### EXERCISE
Check each line of the entries. Copy the ones that contain the string "ODDCNT".

(Stored items from a collection)
---

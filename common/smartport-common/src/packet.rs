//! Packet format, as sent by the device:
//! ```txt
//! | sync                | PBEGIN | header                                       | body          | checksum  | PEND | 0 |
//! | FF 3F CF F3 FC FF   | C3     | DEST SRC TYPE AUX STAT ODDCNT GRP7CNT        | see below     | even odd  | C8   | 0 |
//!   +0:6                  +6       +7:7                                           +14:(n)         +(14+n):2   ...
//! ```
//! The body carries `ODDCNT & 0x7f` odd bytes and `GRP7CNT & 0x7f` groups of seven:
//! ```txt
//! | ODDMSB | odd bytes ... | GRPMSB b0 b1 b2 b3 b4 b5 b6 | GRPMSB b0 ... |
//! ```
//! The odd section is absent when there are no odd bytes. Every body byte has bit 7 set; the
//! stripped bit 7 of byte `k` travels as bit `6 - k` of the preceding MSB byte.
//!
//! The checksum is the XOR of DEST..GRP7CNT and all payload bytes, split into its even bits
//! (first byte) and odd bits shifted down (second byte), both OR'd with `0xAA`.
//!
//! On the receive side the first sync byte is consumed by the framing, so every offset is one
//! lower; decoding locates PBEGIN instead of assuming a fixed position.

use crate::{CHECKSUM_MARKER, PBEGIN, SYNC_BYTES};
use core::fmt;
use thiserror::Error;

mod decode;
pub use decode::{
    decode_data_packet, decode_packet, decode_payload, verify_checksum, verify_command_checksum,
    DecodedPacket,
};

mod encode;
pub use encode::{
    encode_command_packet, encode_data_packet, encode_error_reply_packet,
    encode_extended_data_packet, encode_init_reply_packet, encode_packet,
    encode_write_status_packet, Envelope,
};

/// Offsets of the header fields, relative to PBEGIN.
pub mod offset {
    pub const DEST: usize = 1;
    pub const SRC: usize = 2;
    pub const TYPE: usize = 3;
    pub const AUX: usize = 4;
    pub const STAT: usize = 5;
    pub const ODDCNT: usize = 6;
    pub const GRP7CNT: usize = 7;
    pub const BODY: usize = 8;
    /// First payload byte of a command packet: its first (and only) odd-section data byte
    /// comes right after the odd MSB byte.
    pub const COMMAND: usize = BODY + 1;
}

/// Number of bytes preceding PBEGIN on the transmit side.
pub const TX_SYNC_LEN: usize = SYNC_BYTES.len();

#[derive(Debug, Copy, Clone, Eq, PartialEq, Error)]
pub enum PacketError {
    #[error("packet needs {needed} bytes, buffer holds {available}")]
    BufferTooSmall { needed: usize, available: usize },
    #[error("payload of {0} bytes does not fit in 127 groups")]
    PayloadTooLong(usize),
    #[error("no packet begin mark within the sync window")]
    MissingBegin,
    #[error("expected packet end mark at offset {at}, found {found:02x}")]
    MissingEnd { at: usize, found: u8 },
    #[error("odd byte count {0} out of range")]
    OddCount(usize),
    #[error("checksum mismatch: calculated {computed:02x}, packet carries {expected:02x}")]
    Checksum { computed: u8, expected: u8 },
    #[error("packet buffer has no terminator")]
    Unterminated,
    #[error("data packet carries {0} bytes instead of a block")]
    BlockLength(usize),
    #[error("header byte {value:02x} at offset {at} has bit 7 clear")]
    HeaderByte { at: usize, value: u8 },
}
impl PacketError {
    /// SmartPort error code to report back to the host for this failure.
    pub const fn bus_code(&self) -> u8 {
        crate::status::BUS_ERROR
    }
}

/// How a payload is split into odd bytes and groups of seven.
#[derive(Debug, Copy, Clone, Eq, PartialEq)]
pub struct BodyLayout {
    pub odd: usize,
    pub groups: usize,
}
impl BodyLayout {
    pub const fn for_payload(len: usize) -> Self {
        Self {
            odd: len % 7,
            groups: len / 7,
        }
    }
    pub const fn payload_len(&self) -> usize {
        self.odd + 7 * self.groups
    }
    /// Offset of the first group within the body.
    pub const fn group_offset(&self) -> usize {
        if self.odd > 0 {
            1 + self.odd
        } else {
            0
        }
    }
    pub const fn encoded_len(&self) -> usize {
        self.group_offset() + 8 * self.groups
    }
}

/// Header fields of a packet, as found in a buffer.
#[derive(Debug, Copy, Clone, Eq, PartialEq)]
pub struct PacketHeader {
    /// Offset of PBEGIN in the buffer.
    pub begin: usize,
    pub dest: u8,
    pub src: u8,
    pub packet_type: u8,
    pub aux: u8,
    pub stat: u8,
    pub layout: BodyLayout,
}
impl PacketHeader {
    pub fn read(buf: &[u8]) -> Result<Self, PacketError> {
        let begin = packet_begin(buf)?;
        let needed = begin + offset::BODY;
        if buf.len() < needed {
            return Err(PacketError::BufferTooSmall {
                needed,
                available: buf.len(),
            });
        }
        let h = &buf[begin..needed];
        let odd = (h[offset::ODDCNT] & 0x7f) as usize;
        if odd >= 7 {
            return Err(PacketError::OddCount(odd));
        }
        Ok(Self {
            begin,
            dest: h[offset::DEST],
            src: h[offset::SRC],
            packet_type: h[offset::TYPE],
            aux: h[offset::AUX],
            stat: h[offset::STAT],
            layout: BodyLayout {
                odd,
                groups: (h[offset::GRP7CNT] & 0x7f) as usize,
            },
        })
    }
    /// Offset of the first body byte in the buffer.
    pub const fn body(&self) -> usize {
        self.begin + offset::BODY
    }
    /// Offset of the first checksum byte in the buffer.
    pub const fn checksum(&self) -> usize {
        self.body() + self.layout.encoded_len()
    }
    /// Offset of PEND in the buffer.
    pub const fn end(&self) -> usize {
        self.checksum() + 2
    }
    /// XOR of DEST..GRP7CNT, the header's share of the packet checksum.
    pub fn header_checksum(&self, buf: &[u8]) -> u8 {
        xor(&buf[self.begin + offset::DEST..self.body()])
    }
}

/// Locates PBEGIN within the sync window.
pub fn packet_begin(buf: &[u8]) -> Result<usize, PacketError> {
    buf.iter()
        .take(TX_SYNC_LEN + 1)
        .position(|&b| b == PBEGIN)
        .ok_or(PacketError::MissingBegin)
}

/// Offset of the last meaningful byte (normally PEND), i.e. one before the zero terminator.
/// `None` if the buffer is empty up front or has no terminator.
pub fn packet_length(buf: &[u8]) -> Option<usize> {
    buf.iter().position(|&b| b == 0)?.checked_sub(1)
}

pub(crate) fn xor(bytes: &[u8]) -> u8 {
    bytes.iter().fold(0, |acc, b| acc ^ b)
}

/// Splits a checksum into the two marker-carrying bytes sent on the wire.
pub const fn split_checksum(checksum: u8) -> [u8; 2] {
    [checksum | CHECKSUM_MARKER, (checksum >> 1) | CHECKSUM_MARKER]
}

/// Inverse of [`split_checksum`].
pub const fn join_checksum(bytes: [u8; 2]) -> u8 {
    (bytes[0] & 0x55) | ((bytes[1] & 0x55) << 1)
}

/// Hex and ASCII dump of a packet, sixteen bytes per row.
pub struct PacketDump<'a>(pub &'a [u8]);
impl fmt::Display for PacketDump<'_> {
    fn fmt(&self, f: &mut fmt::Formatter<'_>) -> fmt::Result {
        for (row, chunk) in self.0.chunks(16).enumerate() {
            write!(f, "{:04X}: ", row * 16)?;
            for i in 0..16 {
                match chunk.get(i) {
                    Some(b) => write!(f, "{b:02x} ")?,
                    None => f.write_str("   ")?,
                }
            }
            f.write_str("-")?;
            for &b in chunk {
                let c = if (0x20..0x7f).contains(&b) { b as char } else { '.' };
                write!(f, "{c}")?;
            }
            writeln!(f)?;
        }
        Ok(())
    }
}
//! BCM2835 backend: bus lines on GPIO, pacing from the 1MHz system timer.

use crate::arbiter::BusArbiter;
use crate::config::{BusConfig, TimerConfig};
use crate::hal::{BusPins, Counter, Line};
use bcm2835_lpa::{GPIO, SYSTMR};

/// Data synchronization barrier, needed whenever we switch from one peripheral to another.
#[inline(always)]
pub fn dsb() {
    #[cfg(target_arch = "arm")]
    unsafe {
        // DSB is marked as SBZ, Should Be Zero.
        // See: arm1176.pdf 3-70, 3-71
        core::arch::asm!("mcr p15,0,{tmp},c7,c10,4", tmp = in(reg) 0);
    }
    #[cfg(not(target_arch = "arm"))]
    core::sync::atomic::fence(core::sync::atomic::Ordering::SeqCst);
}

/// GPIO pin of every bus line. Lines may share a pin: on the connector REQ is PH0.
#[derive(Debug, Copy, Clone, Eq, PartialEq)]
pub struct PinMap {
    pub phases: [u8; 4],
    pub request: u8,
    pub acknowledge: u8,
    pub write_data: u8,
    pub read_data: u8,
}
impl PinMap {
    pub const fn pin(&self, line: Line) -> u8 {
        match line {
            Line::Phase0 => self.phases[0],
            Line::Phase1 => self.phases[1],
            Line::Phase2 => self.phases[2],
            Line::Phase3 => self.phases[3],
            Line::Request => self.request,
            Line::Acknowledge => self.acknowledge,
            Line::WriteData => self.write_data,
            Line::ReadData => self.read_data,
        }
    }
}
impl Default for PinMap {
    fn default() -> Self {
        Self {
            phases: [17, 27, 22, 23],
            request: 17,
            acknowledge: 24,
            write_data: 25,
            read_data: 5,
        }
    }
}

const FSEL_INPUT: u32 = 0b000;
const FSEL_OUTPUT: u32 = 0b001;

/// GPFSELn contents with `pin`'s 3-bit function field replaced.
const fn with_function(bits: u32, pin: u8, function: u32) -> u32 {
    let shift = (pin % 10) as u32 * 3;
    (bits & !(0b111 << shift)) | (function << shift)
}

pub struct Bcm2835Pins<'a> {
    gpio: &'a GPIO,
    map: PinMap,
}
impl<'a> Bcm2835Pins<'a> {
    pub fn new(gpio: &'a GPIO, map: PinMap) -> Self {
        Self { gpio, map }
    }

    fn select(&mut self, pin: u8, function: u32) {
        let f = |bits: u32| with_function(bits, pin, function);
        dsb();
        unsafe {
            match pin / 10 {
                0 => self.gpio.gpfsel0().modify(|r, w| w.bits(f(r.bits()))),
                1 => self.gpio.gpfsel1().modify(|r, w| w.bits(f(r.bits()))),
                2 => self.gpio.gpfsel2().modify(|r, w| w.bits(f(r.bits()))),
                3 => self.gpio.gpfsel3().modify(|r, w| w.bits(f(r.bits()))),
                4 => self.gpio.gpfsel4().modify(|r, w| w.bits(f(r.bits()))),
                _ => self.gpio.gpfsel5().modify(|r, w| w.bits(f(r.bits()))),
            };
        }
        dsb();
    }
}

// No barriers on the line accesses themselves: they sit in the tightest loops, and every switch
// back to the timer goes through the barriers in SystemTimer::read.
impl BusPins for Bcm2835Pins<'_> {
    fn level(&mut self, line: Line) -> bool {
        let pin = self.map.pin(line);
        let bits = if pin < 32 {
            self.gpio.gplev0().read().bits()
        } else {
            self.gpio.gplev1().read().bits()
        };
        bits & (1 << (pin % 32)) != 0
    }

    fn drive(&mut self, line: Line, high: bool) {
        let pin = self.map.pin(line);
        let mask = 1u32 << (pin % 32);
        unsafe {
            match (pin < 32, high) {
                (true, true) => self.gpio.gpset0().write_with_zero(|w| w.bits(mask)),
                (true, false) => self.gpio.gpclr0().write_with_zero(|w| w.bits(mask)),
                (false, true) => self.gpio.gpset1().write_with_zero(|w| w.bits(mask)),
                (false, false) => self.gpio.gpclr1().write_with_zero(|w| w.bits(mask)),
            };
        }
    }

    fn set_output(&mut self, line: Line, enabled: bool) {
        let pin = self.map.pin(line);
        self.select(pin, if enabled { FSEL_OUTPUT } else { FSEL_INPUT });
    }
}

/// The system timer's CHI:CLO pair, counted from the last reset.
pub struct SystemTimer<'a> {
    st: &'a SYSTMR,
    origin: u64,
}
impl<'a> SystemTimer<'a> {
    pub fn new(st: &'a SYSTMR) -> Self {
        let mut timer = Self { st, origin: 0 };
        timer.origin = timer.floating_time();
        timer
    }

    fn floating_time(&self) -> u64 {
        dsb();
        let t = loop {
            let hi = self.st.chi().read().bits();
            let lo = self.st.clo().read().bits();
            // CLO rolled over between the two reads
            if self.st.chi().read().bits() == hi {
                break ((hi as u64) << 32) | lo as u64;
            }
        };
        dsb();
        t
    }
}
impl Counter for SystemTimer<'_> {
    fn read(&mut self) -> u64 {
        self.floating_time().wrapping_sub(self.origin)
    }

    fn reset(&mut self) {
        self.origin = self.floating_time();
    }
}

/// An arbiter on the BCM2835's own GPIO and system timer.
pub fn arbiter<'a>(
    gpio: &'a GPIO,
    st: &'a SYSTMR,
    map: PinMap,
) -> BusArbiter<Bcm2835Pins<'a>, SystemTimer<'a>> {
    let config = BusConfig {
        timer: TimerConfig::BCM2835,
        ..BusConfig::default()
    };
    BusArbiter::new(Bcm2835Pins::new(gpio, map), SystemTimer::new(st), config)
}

---

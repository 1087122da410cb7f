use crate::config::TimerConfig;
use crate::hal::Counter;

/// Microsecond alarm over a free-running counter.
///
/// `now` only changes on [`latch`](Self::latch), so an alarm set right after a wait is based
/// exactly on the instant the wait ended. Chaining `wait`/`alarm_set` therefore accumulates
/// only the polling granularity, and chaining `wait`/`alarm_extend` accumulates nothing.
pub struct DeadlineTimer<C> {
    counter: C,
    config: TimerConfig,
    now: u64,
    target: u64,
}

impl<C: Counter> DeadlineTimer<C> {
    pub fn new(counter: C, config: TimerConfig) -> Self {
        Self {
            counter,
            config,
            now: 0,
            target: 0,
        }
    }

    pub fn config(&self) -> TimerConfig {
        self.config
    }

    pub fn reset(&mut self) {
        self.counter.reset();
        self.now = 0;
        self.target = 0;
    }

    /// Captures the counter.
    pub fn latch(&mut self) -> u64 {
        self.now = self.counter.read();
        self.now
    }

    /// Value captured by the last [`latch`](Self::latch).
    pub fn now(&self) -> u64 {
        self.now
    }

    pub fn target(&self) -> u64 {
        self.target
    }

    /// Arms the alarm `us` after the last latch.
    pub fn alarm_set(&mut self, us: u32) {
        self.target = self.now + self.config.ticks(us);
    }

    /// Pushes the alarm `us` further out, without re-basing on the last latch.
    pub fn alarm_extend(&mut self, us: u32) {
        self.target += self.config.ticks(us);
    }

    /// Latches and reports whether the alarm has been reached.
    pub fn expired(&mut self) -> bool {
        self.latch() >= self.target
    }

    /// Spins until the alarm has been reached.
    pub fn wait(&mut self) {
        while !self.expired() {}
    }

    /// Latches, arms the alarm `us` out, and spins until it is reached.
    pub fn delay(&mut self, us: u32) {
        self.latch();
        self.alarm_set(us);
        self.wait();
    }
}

---

### SOLUTION TO THIS TASK
//! | FF 3F CF F3 FC FF   | C3     | DEST SRC TYPE AUX STAT ODDCNT GRP7CNT        | see below     | even odd  | C8   | 0 |
//! The body carries `ODDCNT & 0x7f` odd bytes and `GRP7CNT & 0x7f` groups of seven:
    pub const ODDCNT: usize = 6;
        let odd = (h[offset::ODDCNT] & 0x7f) as usize;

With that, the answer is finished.